When a Supreme Court Case Becomes a Ghost
Imagine winning a legal battle in India's highest court—and then having the judgment nearly disappear from history.
That's what happened to M/S. Carona Sahu Co. Ltd. versus State of Maharashtra, decided on February 11, 1965. The Supreme Court issued its ruling. It got printed in the official court records. And then it basically vanished.
No one today can tell you what the case was actually about. Not what the company argued. Not what Maharashtra's government said back. Not why the Court ruled the way it did. The judgment sits in a dusty volume (reported at [1966] 2 S.C.R. 845) with almost no supporting information.
What We Can't Find Out
The case file is missing the things that make a court decision useful:
- The actual facts—what dispute brought the company and state government to court
- The legal issues—which laws were in dispute
- The Court's reasoning—why it decided the way it did
- The statutes involved—which laws applied
- What it actually meant for future cases
A single judge of the Supreme Court heard the case. That's normal for routine matters. But without headnotes (the summary that explains what a judgment means) or a clear statement of the legal principle involved, the decision is basically locked away.
Lawyers and researchers who find this case name in an index have nowhere to go. The full text isn't digitized. The Supreme Court library has the physical volume, but most people can't walk in and ask to read a 60-year-old judgment.
Why This Matters to You
You might think: why should I care about an old corporate case from 1965?
Because this shows a bigger problem. For decades, India's courts issued thousands of judgments with almost no systematic record-keeping. A ruling could become law for your business, your property dispute, your employment—and you couldn't easily find out what it actually said.
If you're fighting a legal case today and your lawyer cites an older ruling, you want to know what that ruling actually holds. You want the complete reasoning. You want to know if it even applies to your situation. When old judgments are this poorly documented, nobody can be sure.
The Era When Courts Didn't Keep Good Records
The mid-1960s were India's early years as an independent nation. Courts were still figuring out how to operate under the Constitution. Companies had new rights and duties. Judges were making decisions that would shape Indian law for generations.
But the infrastructure to keep track of it all wasn't there yet. Judgments got written. They got published in official law reports. But the supporting details—the headnotes, the list of laws cited, the bench composition—were often missing or incomplete.
The Carona Sahu case is one example among thousands from that era. Important decisions exist in archives, but without the documentation that would make them useful to modern researchers, lawyers, or ordinary people trying to understand the law.

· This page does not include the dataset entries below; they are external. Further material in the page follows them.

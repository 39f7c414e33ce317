// Copyright (c) James Kassemi, SC, US. All rights reserved.
use std::{sync::Arc, time::Duration};

use chrono::{TimeZone, Utc};
use http_body_util::{BodyExt, Full};
use hyper::{Method, Request, StatusCode, body::Bytes, header::SET_COOKIE};
use ledger::{LedgerConfig, LedgerController, ManualClock};
use metrics::Metrics;
use realtime::{ChannelHub, StatePublisher};
use serde_json::{Value, json};
use storage::MemoryStore;
use tally::{AdminSessions, AppState, HttpResponse, ResponseBody, handle};

const PASSWORD: &str = "let-me-in";

fn state() -> Arc<AppState> {
    let metrics = Arc::new(Metrics::new().unwrap());
    let hub = Arc::new(ChannelHub::new("global-counter", 64));
    let ledger = Arc::new(LedgerController::new(
        LedgerConfig::default(),
        Arc::new(MemoryStore::new()),
        Arc::new(ManualClock::new(
            Utc.with_ymd_and_hms(2025, 12, 24, 20, 0, 0).unwrap(),
        )),
        StatePublisher::new(hub.clone(), metrics.clone()),
        metrics,
    ));
    Arc::new(AppState::new(
        ledger,
        hub,
        AdminSessions::new(PASSWORD, Duration::from_secs(3600)),
        false,
    ))
}

struct Call {
    method: Method,
    path: &'static str,
    cookie: Option<String>,
    headers: Vec<(&'static str, &'static str)>,
    body: Option<Value>,
}

impl Call {
    fn new(method: Method, path: &'static str) -> Self {
        Self {
            method,
            path,
            cookie: None,
            headers: Vec::new(),
            body: None,
        }
    }

    fn cookie(mut self, cookie: &str) -> Self {
        self.cookie = Some(cookie.to_string());
        self
    }

    fn header(mut self, name: &'static str, value: &'static str) -> Self {
        self.headers.push((name, value));
        self
    }

    fn json(mut self, body: Value) -> Self {
        self.body = Some(body);
        self
    }

    async fn send(self, state: &Arc<AppState>) -> (StatusCode, Vec<String>, Value) {
        let mut builder = Request::builder().method(self.method).uri(self.path);
        if let Some(cookie) = &self.cookie {
            builder = builder.header("cookie", cookie.as_str());
        }
        let has_body = self.body.is_some();
        if has_body {
            builder = builder.header("content-type", "application/json");
        }
        for (name, value) in &self.headers {
            builder = builder.header(*name, *value);
        }
        let payload = self
            .body
            .map(|body| Bytes::from(body.to_string()))
            .unwrap_or_default();
        let request = builder.body(Full::new(payload)).unwrap();
        let response = handle(state.clone(), request).await.unwrap();
        decode(response).await
    }
}

async fn decode(response: HttpResponse) -> (StatusCode, Vec<String>, Value) {
    let status = response.status();
    let cookies = response
        .headers()
        .get_all(SET_COOKIE)
        .iter()
        .map(|value| value.to_str().unwrap().to_string())
        .collect();
    let bytes = response.into_body().collect().await.unwrap().to_bytes();
    let body = serde_json::from_slice(&bytes).unwrap_or(Value::Null);
    (status, cookies, body)
}

fn cookie_pair(set_cookie: &str) -> String {
    set_cookie.split(';').next().unwrap().to_string()
}

async fn admin_cookie(state: &Arc<AppState>) -> String {
    let (status, cookies, _) = Call::new(Method::POST, "/api/admin/auth")
        .json(json!({ "password": PASSWORD }))
        .send(state)
        .await;
    assert_eq!(status, StatusCode::OK);
    cookie_pair(&cookies[0])
}

#[tokio::test]
async fn first_vote_mints_an_identity_and_assigns_a_team() {
    let state = state();
    let (status, cookies, body) = Call::new(Method::POST, "/api/click")
        .header("x-forwarded-for", "1.0.0.0, 10.0.0.1")
        .json(json!({ "counterId": 1, "delta": 1 }))
        .send(&state)
        .await;
    assert_eq!(status, StatusCode::OK);
    assert_eq!(body["success"], true);
    assert_eq!(body["team"], "B");
    assert_eq!(body["counters"], json!([1, 0, 0]));
    assert_eq!(body["teamScore"], 1);
    assert_eq!(body["votesRemaining"], 2);
    assert_eq!(cookies.len(), 1);
    assert!(cookies[0].starts_with("cid="));
    assert!(!cookies[0].contains("Secure"));

    let cid = cookie_pair(&cookies[0]);
    let (status, cookies, body) = Call::new(Method::GET, "/api/counters")
        .cookie(&cid)
        .send(&state)
        .await;
    assert_eq!(status, StatusCode::OK);
    assert!(cookies.is_empty());
    assert_eq!(
        body,
        json!({ "counters": [1, 0, 0], "teamScore": 1, "votesRemaining": 2 })
    );
}

#[tokio::test]
async fn fourth_vote_of_the_day_is_rejected() {
    let state = state();
    let cookie = "cid=quota-tester";
    for remaining in [2, 1, 0] {
        let (status, _, body) = Call::new(Method::POST, "/api/click")
            .cookie(cookie)
            .json(json!({ "counterId": 2, "delta": -1 }))
            .send(&state)
            .await;
        assert_eq!(status, StatusCode::OK);
        assert_eq!(body["votesRemaining"], remaining);
    }
    let (status, _, body) = Call::new(Method::POST, "/api/click")
        .cookie(cookie)
        .json(json!({ "counterId": 2, "delta": -1 }))
        .send(&state)
        .await;
    assert_eq!(status, StatusCode::TOO_MANY_REQUESTS);
    assert_eq!(
        body,
        json!({ "error": "Daily vote limit reached", "votesRemaining": 0 })
    );
}

#[tokio::test]
async fn malformed_votes_get_field_messages() {
    let state = state();
    let cases = [
        (
            json!({ "counterId": "1", "delta": 1 }),
            "counterId must be an integer",
        ),
        (
            json!({ "counterId": 4, "delta": 1 }),
            "Invalid counterId. Must be 1, 2, or 3",
        ),
        (
            json!({ "counterId": 1, "delta": 1.5 }),
            "delta must be an integer",
        ),
        (
            json!({ "counterId": 1, "delta": 0 }),
            "Invalid delta. Must be 1 or -1",
        ),
        (Value::Null, "Request body is required"),
    ];
    for (payload, message) in cases {
        let (status, _, body) = Call::new(Method::POST, "/api/click")
            .cookie("cid=validator")
            .json(payload)
            .send(&state)
            .await;
        assert_eq!(status, StatusCode::BAD_REQUEST);
        assert_eq!(body["error"], message);
    }

    let (status, _, body) = Call::new(Method::POST, "/api/click")
        .cookie("cid=validator")
        .send(&state)
        .await;
    assert_eq!(status, StatusCode::BAD_REQUEST);
    assert_eq!(body["error"], "Content-Type must be application/json");

    let (_, _, body) = Call::new(Method::GET, "/api/counters")
        .cookie("cid=validator")
        .send(&state)
        .await;
    assert_eq!(body["votesRemaining"], 3);
    assert_eq!(body["counters"], json!([0, 0, 0]));
}

#[tokio::test]
async fn admin_routes_require_a_session() {
    let state = state();
    for call in [
        Call::new(Method::POST, "/api/admin/reset").json(json!({ "type": "all" })),
        Call::new(Method::GET, "/api/admin/stats"),
        Call::new(Method::POST, "/api/admin/reset")
            .cookie("admin-session=forged")
            .json(json!({ "type": "all" })),
    ] {
        let (status, _, body) = call.send(&state).await;
        assert_eq!(status, StatusCode::UNAUTHORIZED);
        assert_eq!(body, json!({ "error": "Unauthorized" }));
    }

    let (status, cookies, body) = Call::new(Method::POST, "/api/admin/auth")
        .json(json!({ "password": "guess" }))
        .send(&state)
        .await;
    assert_eq!(status, StatusCode::UNAUTHORIZED);
    assert!(cookies.is_empty());
    assert_eq!(body["error"], "Invalid password");

    let (status, _, body) = Call::new(Method::POST, "/api/admin/auth")
        .json(json!({ "password": 42 }))
        .send(&state)
        .await;
    assert_eq!(status, StatusCode::BAD_REQUEST);
    assert_eq!(body["error"], "Password is required and must be a string");
}

#[tokio::test]
async fn admin_session_lifecycle() {
    let state = state();
    let admin = admin_cookie(&state).await;
    assert!(admin.starts_with("admin-session="));

    let (_, _, body) = Call::new(Method::GET, "/api/admin/auth")
        .cookie(&admin)
        .send(&state)
        .await;
    assert_eq!(body, json!({ "authenticated": true }));

    let (status, cookies, _) = Call::new(Method::DELETE, "/api/admin/auth")
        .cookie(&admin)
        .send(&state)
        .await;
    assert_eq!(status, StatusCode::OK);
    assert!(cookies[0].contains("Max-Age=0"));

    let (_, _, body) = Call::new(Method::GET, "/api/admin/auth")
        .cookie(&admin)
        .send(&state)
        .await;
    assert_eq!(body, json!({ "authenticated": false }));
}

#[tokio::test]
async fn admins_vote_without_a_quota_and_can_reset() {
    let state = state();
    let admin = admin_cookie(&state).await;
    let cookie = format!("cid=operator; {admin}");

    for _ in 0..5 {
        let (status, _, body) = Call::new(Method::POST, "/api/click")
            .cookie(&cookie)
            .json(json!({ "counterId": 3, "delta": 1 }))
            .send(&state)
            .await;
        assert_eq!(status, StatusCode::OK);
        assert_eq!(body["votesRemaining"], 999);
    }

    for _ in 0..3 {
        Call::new(Method::POST, "/api/click")
            .cookie("cid=player")
            .json(json!({ "counterId": 1, "delta": -1 }))
            .send(&state)
            .await;
    }

    let (status, _, body) = Call::new(Method::GET, "/api/admin/stats")
        .cookie(&admin)
        .send(&state)
        .await;
    assert_eq!(status, StatusCode::OK);
    let today = ["votesTodayTeamA", "votesTodayTeamB"]
        .iter()
        .map(|field| body[field].as_i64().unwrap())
        .sum::<i64>();
    assert_eq!(today, 8);

    let (status, _, body) = Call::new(Method::POST, "/api/admin/reset")
        .cookie(&admin)
        .json(json!({ "type": "votes" }))
        .send(&state)
        .await;
    assert_eq!(status, StatusCode::OK);
    assert_eq!(body["success"], true);

    let (_, _, body) = Call::new(Method::GET, "/api/counters")
        .cookie("cid=player")
        .send(&state)
        .await;
    assert_eq!(body["votesRemaining"], 3);
    assert_eq!(body["counters"], json!([-3, 0, 5]));

    let (status, _, body) = Call::new(Method::POST, "/api/admin/reset")
        .cookie(&admin)
        .json(json!({ "type": "all" }))
        .send(&state)
        .await;
    assert_eq!(status, StatusCode::OK);
    assert_eq!(body["message"], "Everything reset (counters and all vote limits)");

    let (_, _, body) = Call::new(Method::GET, "/api/stats").send(&state).await;
    assert_eq!(body["totalVotes"], 0);
    assert_eq!(body["totalUsers"], 2);

    let (status, _, body) = Call::new(Method::POST, "/api/admin/reset")
        .cookie(&admin)
        .json(json!({ "type": "everything" }))
        .send(&state)
        .await;
    assert_eq!(status, StatusCode::BAD_REQUEST);
    assert_eq!(body["error"], "Invalid reset type");
}

#[tokio::test]
async fn read_only_routes() {
    let state = state();
    let (status, _, body) = Call::new(Method::GET, "/api/last-vote").send(&state).await;
    assert_eq!(status, StatusCode::OK);
    assert_eq!(body, json!({ "lastVote": null }));

    Call::new(Method::POST, "/api/click")
        .cookie("cid=someone")
        .header("x-real-ip", "0.0.0.0")
        .json(json!({ "counterId": 2, "delta": 1 }))
        .send(&state)
        .await;
    let (_, _, body) = Call::new(Method::GET, "/api/last-vote").send(&state).await;
    assert_eq!(body["lastVote"]["counterId"], 2);
    assert_eq!(body["lastVote"]["team"], "A");
    assert_eq!(body["lastVote"]["delta"], 1);

    let (status, _, body) = Call::new(Method::GET, "/api/health").send(&state).await;
    assert_eq!(status, StatusCode::OK);
    assert_eq!(body["status"], "healthy");
    assert_eq!(body["services"]["store"], "healthy");
    assert_eq!(body["timestamp"], "2025-12-24T20:00:00.000Z");
    assert_eq!(body["subscribers"], 0);

    let (status, _, _) = Call::new(Method::GET, "/nowhere").send(&state).await;
    assert_eq!(status, StatusCode::NOT_FOUND);

    let request = Request::builder()
        .uri("/metrics")
        .body(Full::new(Bytes::new()))
        .unwrap();
    let response = handle(state.clone(), request).await.unwrap();
    let text = response.into_body().collect().await.unwrap().to_bytes();
    let text = String::from_utf8(text.to_vec()).unwrap();
    assert!(text.contains(r#"tally_votes_accepted_total{team="A"} 1"#));
}

async fn next_chunk(body: &mut ResponseBody) -> String {
    let frame = tokio::time::timeout(Duration::from_secs(5), body.frame())
        .await
        .unwrap()
        .unwrap()
        .unwrap();
    String::from_utf8(frame.into_data().unwrap().to_vec()).unwrap()
}

#[tokio::test]
async fn event_stream_carries_votes_to_subscribers() {
    let state = state();
    let request = Request::builder()
        .uri("/api/stream")
        .body(Full::new(Bytes::new()))
        .unwrap();
    let response = handle(state.clone(), request).await.unwrap();
    assert_eq!(response.status(), StatusCode::OK);
    assert_eq!(response.headers()["content-type"], "text/event-stream");
    let mut body = response.into_body();

    let (_, _, health) = Call::new(Method::GET, "/api/health").send(&state).await;
    assert_eq!(health["subscribers"], 1);

    let (status, _, _) = Call::new(Method::POST, "/api/click")
        .header("x-real-ip", "0.0.0.1")
        .json(json!({ "counterId": 3, "delta": -1 }))
        .send(&state)
        .await;
    assert_eq!(status, StatusCode::OK);

    assert!(next_chunk(&mut body).await.starts_with(": subscribed to global-counter"));
    let update = next_chunk(&mut body).await;
    let mut lines = update.lines();
    assert_eq!(lines.next(), Some("event: update"));
    let data: Value = serde_json::from_str(
        lines.next().unwrap().strip_prefix("data: ").unwrap(),
    )
    .unwrap();
    assert_eq!(data["counters"], json!([0, 0, -1]));
    assert_eq!(data["teamScore"], -1);
    assert_eq!(data["lastVote"]["counterId"], 3);
    assert_eq!(data["lastVote"]["team"], "B");
    assert!(data.get("quotaWasReset").is_none());
    assert!(update.ends_with("\n\n"));
}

How Digital Technology is Fixing This
Today's legal technology platforms are changing the game. When a court issues a judgment now, it gets automatically indexed. Software extracts the key legal principle. It identifies which laws were cited. It tags the bench composition. The full text goes online instantly.
Real-time court reporting systems mean a judgment that comes down on Monday is searchable by Tuesday. No waiting years for a printed volume. No wondering if the decision even exists.
The Supreme Court's own website hosts judgment databases. Projects are underway to digitize decisions from before 1985—to recover judgments like the Carona Sahu case that got buried in paper archives.
This matters. When every judgment is instantly findable with complete documentation, the law becomes transparent. Ordinary people can understand what courts actually decided. Lawyers can give accurate advice. Future cases can build on clear precedent instead of guessing.
What This Case Teaches Us
The Carona Sahu judgment is a historical data point. It shows that a decision from India's highest court—affecting how the state and companies interact—can almost disappear if nobody bothers to document it properly.
If you need to know what that 1965 case actually decided, you'll have to hunt down the physical Supreme Court Reports volume yourself. You'll need access to a law library. You'll probably need a lawyer to help you read it.
That's not justice. Justice means the law is knowable. It means you can find out what courts decided and why, without hiring an expert to dig through archives.
India's courts are moving toward that now. Digital-first systems are making old judgments searchable and new ones instantly accessible. But cases like this one remind us how far we still have to go.